Lack of unauthorized access kills Computer Fraud and Abuse Act claim

Oce North America, Inc. v. MCS Services, Inc., No. 10-984, 2010 WL 3703277 (D.Md. September 16, 2010)

Plaintiff makes sophisticated commercial grade printers. It also produces complex software that is used to diagnose problems with the printers and to set the functionality of the machines.

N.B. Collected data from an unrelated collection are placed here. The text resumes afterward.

// Verdicts of earlier runs, the input for flaky-case detection.

use std::collections::BTreeMap;
use std::fs;
use std::io;
use std::path::Path;

use chrono::Utc;
use serde::{Deserialize, Serialize};
use uuid::Uuid;

use crate::compare::Verdict;
use crate::error::ConfigError;

pub const MAX_RUNS: usize = 50;

#[derive(Debug, Clone, Serialize, Deserialize)]
pub struct HistoryRun {
    pub run_id: String,
    pub finished_at: String,
    #[serde(default)]
    pub verdicts: BTreeMap<String, Verdict>,
}

impl HistoryRun {
    pub fn new(verdicts: BTreeMap<String, Verdict>) -> Self {
        Self {
            run_id: Uuid::new_v4().to_string(),
            finished_at: Utc::now().to_rfc3339(),
            verdicts,
        }
    }
}

/// Oldest run first.
#[derive(Debug, Clone, Default, Serialize, Deserialize)]
pub struct RunHistory {
    #[serde(default)]
    pub runs: Vec<HistoryRun>,
}

#[derive(Debug, Clone, Copy, PartialEq)]
pub struct FailureStats {
    pub observations: usize,
    pub failures: usize,
    pub passes: usize,
}

impl FailureStats {
    pub fn failure_rate(&self) -> f64 {
        if self.observations == 0 {
            0.0
        } else {
            self.failures as f64 / self.observations as f64
        }
    }
}

impl RunHistory {
    /// A missing file is an empty history.
    pub fn load(path: &Path) -> Result<Self, ConfigError> {
        if !path.exists() {
            return Ok(Self::default());
        }
        let raw = fs::read_to_string(path).map_err(|source| ConfigError::Read {
            path: path.to_path_buf(),
            source,
        })?;
        serde_json::from_str(&raw).map_err(|e| ConfigError::Parse {
            path: path.to_path_buf(),
            detail: e.to_string(),
        })
    }

    pub fn save(&self, path: &Path) -> io::Result<()> {
        if let Some(parent) = path.parent() {
            if !parent.as_os_str().is_empty() {
                fs::create_dir_all(parent)?;
            }
        }
        let text = serde_json::to_string_pretty(self).map_err(io::Error::other)?;
        fs::write(path, text)
    }

    pub fn record(&mut self, run: HistoryRun) {
        self.runs.push(run);
        if self.runs.len() > MAX_RUNS {
            let excess = self.runs.len() - MAX_RUNS;
            self.runs.drain(..excess);
        }
    }

    /// Verdict counts over the most recent `window` runs that include the case.
    pub fn stats(&self, case_id: &str, window: usize) -> FailureStats {
        let mut stats = FailureStats {
            observations: 0,
            failures: 0,
            passes: 0,
        };

        for verdict in self
            .runs
            .iter()
            .rev()
            .filter_map(|run| run.verdicts.get(case_id))
            .take(window)
        {
            stats.observations += 1;
            if verdict.is_pass() {
                stats.passes += 1;
            } else {
                stats.failures += 1;
            }
        }

        stats
    }
}

#[cfg(test)]
mod tests {
    use super::*;

    fn run(pairs: &[(&str, Verdict)]) -> HistoryRun {
        HistoryRun::new(pairs.iter().map(|(k, v)| (k.to_string(), *v)).collect())
    }

    #[test]
    fn stats_use_most_recent_window() {
        let mut h = RunHistory::default();
        h.record(run(&[("a", Verdict::Fail)]));
        h.record(run(&[("a", Verdict::Fail)]));
        h.record(run(&[("b", Verdict::Pass)]));
        h.record(run(&[("a", Verdict::Pass)]));
        h.record(run(&[("a", Verdict::Error)]));

        let s = h.stats("a", 3);
        assert_eq!(s.observations, 3);
        assert_eq!(s.failures, 2);
        assert_eq!(s.passes, 1);
        assert!((s.failure_rate() - 2.0 / 3.0).abs() < 1e-9);
        assert_eq!(h.stats("missing", 10).observations, 0);
    }

    #[test]
    fn record_caps_length() {
        let mut h = RunHistory::default();
        for _ in 0..(MAX_RUNS + 5) {
            h.record(run(&[]));
        }
        assert_eq!(h.runs.len(), MAX_RUNS);
    }

    #[test]
    fn save_and_load() {
        let dir = tempfile::tempdir().unwrap();
        let path = dir.path().join("nested/history.json");
        let mut h = RunHistory::default();
        h.record(run(&[("x", Verdict::Pass)]));
        h.save(&path).unwrap();

        let loaded = RunHistory::load(&path).unwrap();
        assert_eq!(loaded.runs.len(), 1);
        assert_eq!(loaded.runs[0].verdicts.get("x"), Some(&Verdict::Pass));
        assert!(RunHistory::load(&dir.path().join("none.json")).unwrap().runs.is_empty());
    }
}
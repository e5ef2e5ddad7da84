// Failure analysis. Non-PASS cases are handed to an `Analyzer` after
// judging; whatever it returns is attached to the report as advice and
// never feeds back into a verdict.

pub mod client;
pub mod prompt;

use std::panic::{self, AssertUnwindSafe};
use std::sync::Arc;
use std::thread;
use std::time::{Duration, Instant};

use crossbeam_channel::{bounded, unbounded, RecvTimeoutError};
use serde::Serialize;
use tracing::{debug, info, warn};

use crate::cancel::CancelToken;
use crate::case::TestCase;
use crate::compare::{Judgement, Verdict};
use crate::config::AnalyzerConfig;
use crate::harness::CaseResult;

const BACKOFF_POLL: Duration = Duration::from_millis(25);

#[derive(Debug, Clone, PartialEq, Eq, thiserror::Error)]
pub enum AnalyzerError {
    #[error("transport error: {0}")]
    Transport(String),

    #[error("analyzer returned HTTP {code}: {body}")]
    Status { code: u16, body: String },

    #[error("unreadable analyzer response: {0}")]
    Parse(String),

    #[error("analyzer timed out")]
    Timeout,

    #[error("run cancelled")]
    Cancelled,

    #[error("analyzer panicked")]
    Panicked,
}

impl AnalyzerError {
    fn is_retryable(&self) -> bool {
        match self {
            AnalyzerError::Transport(_) | AnalyzerError::Timeout | AnalyzerError::Parse(_) => true,
            AnalyzerError::Status { code, .. } => *code == 429 || *code >= 500,
            AnalyzerError::Cancelled | AnalyzerError::Panicked => false,
        }
    }
}

/// Read-only view of a finished case.
#[derive(Debug, Clone)]
pub struct AnalysisRequest {
    pub command: String,
    pub case: TestCase,
    pub result: CaseResult,
    pub verdict: Verdict,
    pub reason: Option<String>,
    pub expected_normalized: Option<String>,
    pub actual_normalized: Option<String>,
}

impl AnalysisRequest {
    pub fn new(command: &str, case: &TestCase, result: &CaseResult, judgement: &Judgement) -> Self {
        Self {
            command: command.to_string(),
            case: case.clone(),
            result: result.clone(),
            verdict: judgement.verdict,
            reason: judgement.reason.clone(),
            expected_normalized: judgement.expected_normalized.clone(),
            actual_normalized: judgement.actual_normalized.clone(),
        }
    }
}

#[derive(Debug, Clone, Default, PartialEq)]
pub struct AnalysisText {
    pub root_cause: String,
    pub suggested_fix: String,
    pub confidence: Option<f64>,
    pub request_hash: Option<String>,
}

pub trait Analyzer: Send + Sync {
    fn name(&self) -> &str;

    /// Must return promptly once `cancel` fires.
    fn analyze(
        &self,
        request: &AnalysisRequest,
        cancel: &CancelToken,
    ) -> Result<AnalysisText, AnalyzerError>;
}

#[derive(Debug, Clone, Serialize, PartialEq)]
pub struct AnalysisReport {
    pub case_id: String,
    pub analyzer: String,
    pub attempts: u32,
    pub analysis_failed: bool,
    #[serde(skip_serializing_if = "Option::is_none")]
    pub failure_reason: Option<String>,
    #[serde(skip_serializing_if = "Option::is_none")]
    pub root_cause: Option<String>,
    #[serde(skip_serializing_if = "Option::is_none")]
    pub suggested_fix: Option<String>,
    #[serde(skip_serializing_if = "Option::is_none")]
    pub confidence: Option<f64>,
    #[serde(skip_serializing_if = "Option::is_none")]
    pub request_hash: Option<String>,
}

impl AnalysisReport {
    fn completed(case_id: &str, analyzer: &str, attempts: u32, text: AnalysisText) -> Self {
        Self {
            case_id: case_id.to_string(),
            analyzer: analyzer.to_string(),
            attempts,
            analysis_failed: false,
            failure_reason: None,
            root_cause: Some(text.root_cause),
            suggested_fix: Some(text.suggested_fix),
            confidence: text.confidence,
            request_hash: text.request_hash,
        }
    }

    fn failed(case_id: &str, analyzer: &str, attempts: u32, reason: String) -> Self {
        Self {
            case_id: case_id.to_string(),
            analyzer: analyzer.to_string(),
            attempts,
            analysis_failed: true,
            failure_reason: Some(reason),
            root_cause: None,
            suggested_fix: None,
            confidence: None,
            request_hash: None,
        }
    }
}

/// Sends non-PASS cases to the analyzer with bounded time and attempts.
pub struct FailureRouter {
    analyzer: Arc<dyn Analyzer>,
    config: AnalyzerConfig,
}

impl FailureRouter {
    pub fn new(analyzer: Arc<dyn Analyzer>, config: AnalyzerConfig) -> Self {
        Self { analyzer, config }
    }

    /// One report per request, in request order. PASS requests are skipped
    /// by the caller; this never fails.
    pub fn route(&self, requests: Vec<AnalysisRequest>, cancel: &CancelToken) -> Vec<AnalysisReport> {
        if requests.is_empty() {
            return Vec::new();
        }

        let total = requests.len();
        let workers = self.config.workers.max(1).min(total);
        info!(cases = total, workers, analyzer = self.analyzer.name(), "analyzing failures");

        let (job_tx, job_rx) = unbounded::<(usize, Arc<AnalysisRequest>)>();
        let (out_tx, out_rx) = unbounded::<(usize, AnalysisReport)>();

        for (idx, req) in requests.into_iter().enumerate() {
            // Receiver is alive in this scope.
            let _ = job_tx.send((idx, Arc::new(req)));
        }
        drop(job_tx);

        thread::scope(|scope| {
            for _ in 0..workers {
                let job_rx = job_rx.clone();
                let out_tx = out_tx.clone();
                scope.spawn(move || {
                    for (idx, req) in job_rx.iter() {
                        let report = self.analyze_one(req, cancel);
                        let _ = out_tx.send((idx, report));
                    }
                });
            }
        });
        drop(out_tx);

        let mut reports: Vec<(usize, AnalysisReport)> = out_rx.iter().collect();
        reports.sort_by_key(|(idx, _)| *idx);
        reports.into_iter().map(|(_, r)| r).collect()
    }

    fn analyze_one(&self, req: Arc<AnalysisRequest>, cancel: &CancelToken) -> AnalysisReport {
        let name = self.analyzer.name().to_string();
        let max_attempts = self.config.max_attempts.max(1);
        let mut attempts = 0;
        let mut last_error = AnalyzerError::Cancelled;

        for attempt in 1..=max_attempts {
            if cancel.is_cancelled() {
                last_error = AnalyzerError::Cancelled;
                break;
            }
            attempts = attempt;

            match self.attempt(&req, cancel) {
                Ok(text) => {
                    debug!(case = %req.case.id, attempt, "analysis complete");
                    return AnalysisReport::completed(&req.case.id, &name, attempts, text);
                }
                Err(e) => {
                    warn!(case = %req.case.id, attempt, error = %e, "analysis attempt failed");
                    let retry = e.is_retryable();
                    last_error = e;
                    if !retry || attempt == max_attempts {
                        break;
                    }
                    let backoff = self.config.backoff() * 2u32.saturating_pow(attempt - 1);
                    sleep_unless_cancelled(backoff, cancel);
                }
            }
        }

        AnalysisReport::failed(&req.case.id, &name, attempts, last_error.to_string())
    }

    /// Runs one call on its own thread so a stuck analyzer cannot hold a
    /// router worker past the attempt timeout.
    fn attempt(
        &self,
        req: &Arc<AnalysisRequest>,
        cancel: &CancelToken,
    ) -> Result<AnalysisText, AnalyzerError> {
        let timeout = self.config.timeout();
        let token = cancel.child_with_timeout(timeout);
        let (tx, rx) = bounded(1);

        let analyzer = Arc::clone(&self.analyzer);
        let req = Arc::clone(req);
        thread::Builder::new()
            .name("analyzer-call".into())
            .spawn(move || {
                let out = panic::catch_unwind(AssertUnwindSafe(|| analyzer.analyze(&req, &token)))
                    .unwrap_or(Err(AnalyzerError::Panicked));
                let _ = tx.send(out);
            })
            .map_err(|e| AnalyzerError::Transport(e.to_string()))?;

        match rx.recv_timeout(timeout) {
            Ok(out) => out,
            Err(RecvTimeoutError::Timeout) => Err(AnalyzerError::Timeout),
            Err(RecvTimeoutError::Disconnected) => Err(AnalyzerError::Panicked),
        }
    }
}

fn sleep_unless_cancelled(total: Duration, cancel: &CancelToken) {
    let until = Instant::now() + total;
    while !cancel.is_cancelled() {
        let now = Instant::now();
        if now >= until {
            break;
        }
        thread::sleep(BACKOFF_POLL.min(until - now));
    }
}

#[cfg(test)]
mod tests {
    use super::*;
    use crate::case::{CaseInput, Expectation};
    use crate::normalize::Pipeline;
    use std::collections::BTreeSet;
    use std::sync::atomic::{AtomicU32, Ordering};

    struct Scripted<F> {
        calls: AtomicU32,
        respond: F,
    }

    impl<F> Scripted<F>
    where
        F: Fn(u32, &AnalysisRequest) -> Result<AnalysisText, AnalyzerError> + Send + Sync,
    {
        fn new(respond: F) -> Arc<Self> {
            Arc::new(Self {
                calls: AtomicU32::new(0),
                respond,
            })
        }
    }

    impl<F> Analyzer for Scripted<F>
    where
        F: Fn(u32, &AnalysisRequest) -> Result<AnalysisText, AnalyzerError> + Send + Sync,
    {
        fn name(&self) -> &str {
            "scripted"
        }

        fn analyze(
            &self,
            request: &AnalysisRequest,
            _cancel: &CancelToken,
        ) -> Result<AnalysisText, AnalyzerError> {
            let n = self.calls.fetch_add(1, Ordering::SeqCst) + 1;
            (self.respond)(n, request)
        }
    }

    fn config(max_attempts: u32, timeout_secs: f64) -> AnalyzerConfig {
        AnalyzerConfig {
            max_attempts,
            timeout_secs,
            backoff_ms: 1,
            workers: 2,
            ..AnalyzerConfig::default()
        }
    }

    fn request(id: &str) -> AnalysisRequest {
        let case = TestCase {
            id: id.into(),
            input: CaseInput::Text("1 2".into()),
            expected: Some(Expectation {
                stdout: Some("3".into()),
                exit_code: Some(0),
            }),
            normalizers: Pipeline::default(),
            tags: BTreeSet::new(),
            source: None,
            timeout_secs: None,
        };
        let result = CaseResult {
            case_id: id.into(),
            stdout: "4".into(),
            stderr: String::new(),
            exit_code: Some(0),
            duration: Duration::from_millis(5),
            timed_out: false,
            fault: None,
        };
        let judgement = crate::compare::judge(&case, &result);
        AnalysisRequest::new("./prog", &case, &result, &judgement)
    }

    fn text(cause: &str) -> AnalysisText {
        AnalysisText {
            root_cause: cause.into(),
            suggested_fix: "fix it".into(),
            confidence: Some(0.5),
            request_hash: None,
        }
    }

    #[test]
    fn retries_transient_errors() {
        let analyzer = Scripted::new(|n, _| {
            if n < 2 {
                Err(AnalyzerError::Transport("reset".into()))
            } else {
                Ok(text("off by one"))
            }
        });
        let router = FailureRouter::new(analyzer.clone(), config(3, 5.0));
        let reports = router.route(vec![request("a")], &CancelToken::new());

        assert_eq!(reports.len(), 1);
        assert!(!reports[0].analysis_failed);
        assert_eq!(reports[0].attempts, 2);
        assert_eq!(reports[0].root_cause.as_deref(), Some("off by one"));
    }

    #[test]
    fn exhausted_attempts_mark_analysis_failed() {
        let analyzer = Scripted::new(|_, _| Err(AnalyzerError::Status { code: 503, body: "busy".into() }));
        let router = FailureRouter::new(analyzer.clone(), config(3, 5.0));
        let reports = router.route(vec![request("a")], &CancelToken::new());

        assert!(reports[0].analysis_failed);
        assert_eq!(reports[0].attempts, 3);
        assert!(reports[0].failure_reason.as_deref().unwrap_or("").contains("503"));
        assert_eq!(analyzer.calls.load(Ordering::SeqCst), 3);
    }

    #[test]
    fn client_errors_are_not_retried() {
        let analyzer = Scripted::new(|_, _| Err(AnalyzerError::Status { code: 401, body: "no key".into() }));
        let router = FailureRouter::new(analyzer.clone(), config(3, 5.0));
        let reports = router.route(vec![request("a")], &CancelToken::new());

        assert!(reports[0].analysis_failed);
        assert_eq!(analyzer.calls.load(Ordering::SeqCst), 1);
    }

    #[test]
    fn slow_analyzer_times_out() {
        let analyzer = Scripted::new(|_, _| {
            thread::sleep(Duration::from_millis(500));
            Ok(text("late"))
        });
        let router = FailureRouter::new(analyzer, config(1, 0.05));
        let started = Instant::now();
        let reports = router.route(vec![request("a")], &CancelToken::new());

        assert!(started.elapsed() < Duration::from_millis(400));
        assert!(reports[0].analysis_failed);
        assert_eq!(reports[0].failure_reason.as_deref(), Some("analyzer timed out"));
    }

    #[test]
    fn panicking_analyzer_is_contained() {
        let analyzer = Scripted::new(|_, _| panic!("boom"));
        let router = FailureRouter::new(analyzer, config(2, 5.0));
        let reports = router.route(vec![request("a"), request("b")], &CancelToken::new());

        assert_eq!(reports.len(), 2);
        assert!(reports.iter().all(|r| r.analysis_failed));
    }

    #[test]
    fn reports_follow_request_order() {
        let analyzer = Scripted::new(|_, req| {
            if req.case.id == "first" {
                thread::sleep(Duration::from_millis(50));
            }
            Ok(text(&req.case.id))
        });
        let router = FailureRouter::new(analyzer, config(1, 5.0));
        let reports = router.route(
            vec![request("first"), request("second"), request("third")],
            &CancelToken::new(),
        );

        let ids: Vec<&str> = reports.iter().map(|r| r.case_id.as_str()).collect();
        assert_eq!(ids, ["first", "second", "third"]);
    }

    #[test]
    fn cancelled_run_skips_analysis() {
        let analyzer = Scripted::new(|_, _| Ok(text("unused")));
        let router = FailureRouter::new(analyzer.clone(), config(3, 5.0));
        let cancel = CancelToken::new();
        cancel.cancel();
        let reports = router.route(vec![request("a")], &cancel);

        assert!(reports[0].analysis_failed);
        assert_eq!(reports[0].attempts, 0);
        assert_eq!(analyzer.calls.load(Ordering::SeqCst), 0);
    }
}
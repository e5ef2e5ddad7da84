use std::sync::atomic::{AtomicBool, Ordering};
use std::sync::Arc;
use std::time::{Duration, Instant};

/// Shared cancellation flag for a run, optionally armed with a deadline.
/// Clones observe the same flag.
#[derive(Clone, Debug)]
pub struct CancelToken {
    cancelled: Arc<AtomicBool>,
    deadline: Option<Instant>,
}

impl Default for CancelToken {
    fn default() -> Self {
        Self::new()
    }
}

impl CancelToken {
    pub fn new() -> Self {
        Self {
            cancelled: Arc::new(AtomicBool::new(false)),
            deadline: None,
        }
    }

    pub fn with_timeout(timeout: Duration) -> Self {
        Self {
            cancelled: Arc::new(AtomicBool::new(false)),
            deadline: Some(Instant::now() + timeout),
        }
    }

    /// A token sharing this token's flag that also expires after `timeout`.
    pub fn child_with_timeout(&self, timeout: Duration) -> Self {
        let own = Instant::now() + timeout;
        let deadline = match self.deadline {
            Some(parent) if parent < own => parent,
            _ => own,
        };
        Self {
            cancelled: Arc::clone(&self.cancelled),
            deadline: Some(deadline),
        }
    }

    pub fn cancel(&self) {
        self.cancelled.store(true, Ordering::SeqCst);
    }

    pub fn is_cancelled(&self) -> bool {
        if self.cancelled.load(Ordering::SeqCst) {
            return true;
        }
        matches!(self.deadline, Some(d) if Instant::now() >= d)
    }

    /// SIGINT and SIGTERM set the flag. In-flight work is left to finish.
    #[cfg(unix)]
    pub fn register_signals(&self) -> std::io::Result<()> {
        use signal_hook::consts::signal::{SIGINT, SIGTERM};

        for sig in [SIGINT, SIGTERM] {
            signal_hook::flag::register(sig, Arc::clone(&self.cancelled))?;
        }
        Ok(())
    }

    #[cfg(not(unix))]
    pub fn register_signals(&self) -> std::io::Result<()> {
        tracing::warn!("signal-driven cancellation is only available on unix");
        Ok(())
    }
}

#[cfg(test)]
mod tests {
    use super::*;

    #[test]
    fn clones_share_the_flag() {
        let a = CancelToken::new();
        let b = a.clone();
        b.cancel();
        assert!(a.is_cancelled());
    }

    #[test]
    fn deadline_expires() {
        let t = CancelToken::with_timeout(Duration::from_millis(0));
        assert!(t.is_cancelled());
    }

    #[test]
    fn child_deadline_does_not_cancel_parent() {
        let parent = CancelToken::new();
        let child = parent.child_with_timeout(Duration::from_millis(0));
        assert!(child.is_cancelled());
        assert!(!parent.is_cancelled());
        parent.cancel();
        assert!(parent.child_with_timeout(Duration::from_secs(60)).is_cancelled());
    }
}
use std::path::Path;

use quick_junit::{NonSuccessKind, Property, Report, TestCase, TestCaseStatus, TestSuite};

use crate::error::RunError;
use crate::report::{report_error, write_report, ReportEntry, RunReport, Status};

const STDERR_TAIL: usize = 2_000;

pub fn to_junit(report: &RunReport) -> Result<String, quick_junit::SerializeError> {
    let mut suite = TestSuite::new(report.meta.suite_name.clone());
    suite.set_time(report.meta.elapsed());
    suite.add_property(Property::new("run_id", report.meta.run_id.clone()));
    suite.add_property(Property::new(
        "duplicates_dropped",
        report.selection.duplicates_dropped.to_string(),
    ));
    if report.truncated {
        suite.add_property(Property::new("truncated", "true"));
        suite.add_property(Property::new("not_run", report.summary.not_run.to_string()));
    }

    for entry in &report.entries {
        suite.add_test_case(test_case(&report.meta.suite_name, entry));
    }

    let mut out = Report::new(report.meta.suite_name.clone());
    out.set_time(report.meta.elapsed());
    out.add_test_suite(suite);
    out.to_string()
}

pub fn write_junit(report: &RunReport, path: &Path) -> Result<(), RunError> {
    let xml = to_junit(report).map_err(|e| report_error(path, e))?;
    write_report(path, &xml)
}

fn test_case(suite_name: &str, entry: &ReportEntry) -> TestCase {
    let status = match entry.status {
        Status::Pass | Status::Recorded => TestCaseStatus::success(),
        Status::Fail => failure(NonSuccessKind::Failure, entry),
        Status::Error => failure(NonSuccessKind::Error, entry),
    };

    let mut tc = TestCase::new(entry.case.id.clone(), status);
    tc.set_classname(suite_name.to_string());
    tc.set_time(entry.result.duration);

    if entry.status == Status::Recorded {
        tc.set_system_out(format!(
            "recorded (no expectation)\n{}",
            entry.result.stdout
        ));
    }
    if !entry.result.stderr.is_empty() {
        tc.set_system_err(tail(&entry.result.stderr));
    }
    tc
}

fn failure(kind: NonSuccessKind, entry: &ReportEntry) -> TestCaseStatus {
    let message = entry
        .reason
        .clone()
        .unwrap_or_else(|| entry.verdict.to_string());

    let mut status = TestCaseStatus::non_success(kind);
    status
        .set_message(message)
        .set_description(description(entry));
    status
}

fn description(entry: &ReportEntry) -> String {
    let mut out = String::new();

    out.push_str(&format!("Input:\n{}\n\n", entry.case.input.as_text()));
    if let Some(expected) = &entry.expected_normalized {
        out.push_str(&format!("Expected (normalized):\n{expected}\n\n"));
    }
    let actual = entry
        .actual_normalized
        .as_deref()
        .unwrap_or(&entry.result.stdout);
    out.push_str(&format!("Actual (normalized):\n{actual}\n\n"));

    let code = entry
        .result
        .exit_code
        .map(|c| c.to_string())
        .unwrap_or_else(|| "none".into());
    out.push_str(&format!("Exit code: {code}\n"));
    if entry.attempts > 1 {
        out.push_str(&format!("Attempts: {}\n", entry.attempts));
    }

    if !entry.result.stderr.trim().is_empty() {
        out.push_str(&format!("\nStderr:\n{}\n", tail(&entry.result.stderr)));
    }

    if let Some(analysis) = &entry.analysis {
        if analysis.analysis_failed {
            out.push_str(&format!(
                "\nAnalysis failed: {}\n",
                analysis.failure_reason.as_deref().unwrap_or("unknown")
            ));
        } else {
            out.push_str("\n--- Analysis ---\n");
            if let Some(cause) = &analysis.root_cause {
                out.push_str(&format!("Root cause: {cause}\n"));
            }
            if let Some(fix) = &analysis.suggested_fix {
                out.push_str(&format!("Suggested fix: {fix}\n"));
            }
            if let Some(c) = analysis.confidence {
                out.push_str(&format!("Confidence: {c:.2}\n"));
            }
        }
    }

    out
}

fn tail(s: &str) -> String {
    let count = s.chars().count();
    if count <= STDERR_TAIL {
        return s.to_string();
    }
    s.chars().skip(count - STDERR_TAIL).collect()
}

#[cfg(test)]
mod tests {
    use super::*;
    use crate::analyzer::AnalysisReport;
    use crate::case::{CaseInput, Expectation, TestCase as Case};
    use crate::compare::Verdict;
    use crate::harness::CaseResult;
    use crate::normalize::Pipeline;
    use crate::prioritize::SelectionMeta;
    use crate::report::{RunMeta, Summary};
    use std::collections::BTreeSet;
    use std::time::Duration;

    fn entry(id: &str, status: Status, verdict: Verdict) -> ReportEntry {
        ReportEntry {
            case: Case {
                id: id.into(),
                input: CaseInput::Text("5\n3\n".into()),
                expected: Some(Expectation {
                    stdout: Some("8".into()),
                    exit_code: None,
                }),
                normalizers: Pipeline::default(),
                tags: BTreeSet::new(),
                source: None,
                timeout_secs: None,
            },
            result: CaseResult {
                case_id: id.into(),
                stdout: "9".into(),
                stderr: "warn: x".into(),
                exit_code: Some(0),
                duration: Duration::from_millis(120),
                timed_out: false,
                fault: None,
            },
            verdict,
            status,
            reason: (!verdict.is_pass()).then(|| "output mismatch".to_string()),
            expected_normalized: Some("8".into()),
            actual_normalized: Some("9".into()),
            attempts: 1,
            tally: None,
            analysis: None,
        }
    }

    fn report(entries: Vec<ReportEntry>, truncated: bool) -> RunReport {
        RunReport {
            meta: RunMeta::start("agent-tests"),
            truncated,
            summary: Summary::default(),
            entries,
            not_run: Vec::new(),
            selection: SelectionMeta::default(),
        }
    }

    #[test]
    fn failure_carries_diff_and_analysis() {
        let mut failing = entry("t1", Status::Fail, Verdict::Fail);
        failing.analysis = Some(AnalysisReport {
            case_id: "t1".into(),
            analyzer: "test".into(),
            attempts: 1,
            analysis_failed: false,
            failure_reason: None,
            root_cause: Some("adds one too many".into()),
            suggested_fix: Some("drop the +1".into()),
            confidence: Some(0.9),
            request_hash: None,
        });
        let xml = to_junit(&report(
            vec![entry("t0", Status::Pass, Verdict::Pass), failing],
            false,
        ))
        .unwrap();

        assert!(xml.contains("<testsuite name=\"agent-tests\""));
        assert!(xml.contains("tests=\"2\""));
        assert!(xml.contains("failures=\"1\""));
        assert!(xml.contains("output mismatch"));
        assert!(xml.contains("Root cause: adds one too many"));
    }

    #[test]
    fn error_and_truncation_are_marked() {
        let xml = to_junit(&report(vec![entry("t2", Status::Error, Verdict::Error)], true)).unwrap();
        assert!(xml.contains("errors=\"1\""));
        assert!(xml.contains("name=\"truncated\""));
    }
}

A field engineer who used to work for plaintiff allegedly copied some of the software onto his laptop when he worked for plaintiff. Later he went to work for one of the defendant companies, a competitor to plaintiff that also services plaintiff’s machines. Other employees of the defendant allegedly used copies of the software to do their work for defendant.

Plaintiff sued for, among other things, violation of the Computer Fraud and Abuse Act (CFAA), which prohibits unauthorized access to protected computers. Defendants moved to dismiss. The court granted the motion.

The court held that plaintiff failed to allege that the field engineer’s access to the computer containing the software was unauthorized, because he accessed it and copied it to his laptop while he still worked for plaintiff. And that access was authorized.

As for the other defendants, the court held that the defendant company’s access to the software on the various laptops was not unauthorized. The critical point in this portion of the CFAA analysis was on whether access to the actual computer (not access to the software) was unauthorized. The defendant employees allowed access to the laptops onto which the diagnostic software was allegedly installed. So the CFAA claim failed on this basis.